• avascular necrosis;
  • fracture;
  • proximal humerus;
  • rotator cuff;
  • vascularity



Confirming the presence of arteries crossing the osteotendinous junctions (OTJs) of the rotator cuff may explain why rates of avascular necrosis (AVN) of the humeral head vary between three- and four-part proximal humeral fractures. It is hypothesized that the humeral head remains better vascularized in three-part fractures because one tuberosity with its inserting rotator cuff tendons is still attached to the articular fragment and supplying it with blood.


Eighty rotator cuff tendons from 20 shoulder girdles of cadavers aged 68–94 years were studied. In six shoulder girdles, the anterior circumflex humeral artery and posterior circumflex humeral artery (PCHA) were injected with ink, and the extra- and intraosseous courses of the vasculature were dissected until the OTJs of the rotator cuff.


The rotator cuff insertions received an arterial supply across their OTJs in 50% of cases (75% in supraspinatus, 67% in subscapularis, 33% in infraspinatus and 20% in teres minor).

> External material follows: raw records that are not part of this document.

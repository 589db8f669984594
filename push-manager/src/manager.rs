//! Subscription lifecycle management.
//!
//! This module contains the `SubscriptionManager` which handles:
//! - Loading persisted registrations at startup
//! - Configuring a profile's broker endpoint
//! - Registering (and refreshing) the user agent with the broker
//! - Subscribing and unsubscribing channels
//! - Invalidating the device token on provider refresh
//!
//! # Locking
//!
//! Mutating operations on one profile are serialized by a per-profile async
//! mutex. The state document itself sits behind a short-lived `RwLock` that
//! is never held across a network call: an operation copies what it needs,
//! releases the lock, talks to the broker, then re-acquires the lock and
//! re-validates the registration before committing.

use std::collections::BTreeMap;
use std::sync::atomic::{AtomicU64, Ordering};
use std::sync::{Arc, Once};

use chrono::{DateTime, Utc};
use dashmap::DashMap;
use parking_lot::RwLock;
use state_store::{
    ChannelId, PushState, Registration, ServiceData, StateStore, Subscription,
};
use tokio::sync::Mutex as AsyncMutex;
use url::Url;
use uuid::Uuid;

use crate::broker::BrokerClientFactory;
use crate::error::{PushError, Result};
use crate::state::{user_agent_is_stale, ProfileState};
use crate::token::{TokenError, TokenProvider};

/// Owns the registration state machine for every profile.
///
/// The manager is the only writer of the state store. Construct one per
/// process and share it behind an `Arc`.
///
/// # Example
///
/// ```rust,ignore
/// use std::sync::Arc;
/// use push_manager::SubscriptionManager;
/// use state_store::{JsonFileStore, SERVICE_WEBPUSH};
///
/// let manager = SubscriptionManager::new(
///     Arc::new(JsonFileStore::new("PushState.json")),
///     token_provider,
///     broker_clients,
/// );
/// manager.startup(Utc::now()).await;
///
/// manager.configure("default", "https://push.example/", false, Utc::now()).await?;
/// let subscription = manager
///     .subscribe_channel("default", SERVICE_WEBPUSH, service_data, None, Utc::now())
///     .await?;
/// println!("Push to {}", subscription.endpoint);
/// ```
pub struct SubscriptionManager {
    /// In-memory copy of the persisted document
    state: RwLock<PushState>,
    store: Arc<dyn StateStore>,
    token_provider: Arc<dyn TokenProvider>,
    clients: Arc<dyn BrokerClientFactory>,
    /// Serializes mutating operations per profile
    profile_locks: DashMap<String, Arc<AsyncMutex<()>>>,
    /// Bumped on every invalidation; tokens fetched under an older
    /// generation are not cached
    token_generation: AtomicU64,
    loaded: Once,
}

Supraspinatus and subscapularis insertions were vascularized by the arcuate artery, while the insertions of infraspinatus and teres minor were supplied by an unnamed terminal branch of the PCHA. This was named ‘posterolateral artery’.


The presence of arteries crossing the OTJs of the rotator cuff, as well as the differences in the frequency arteries crossed the OTJs of individual rotator cuff tendons, may help explain why there is a lower rate of AVN of the humeral head in thee-part, compared with four-part proximal humeral fractures.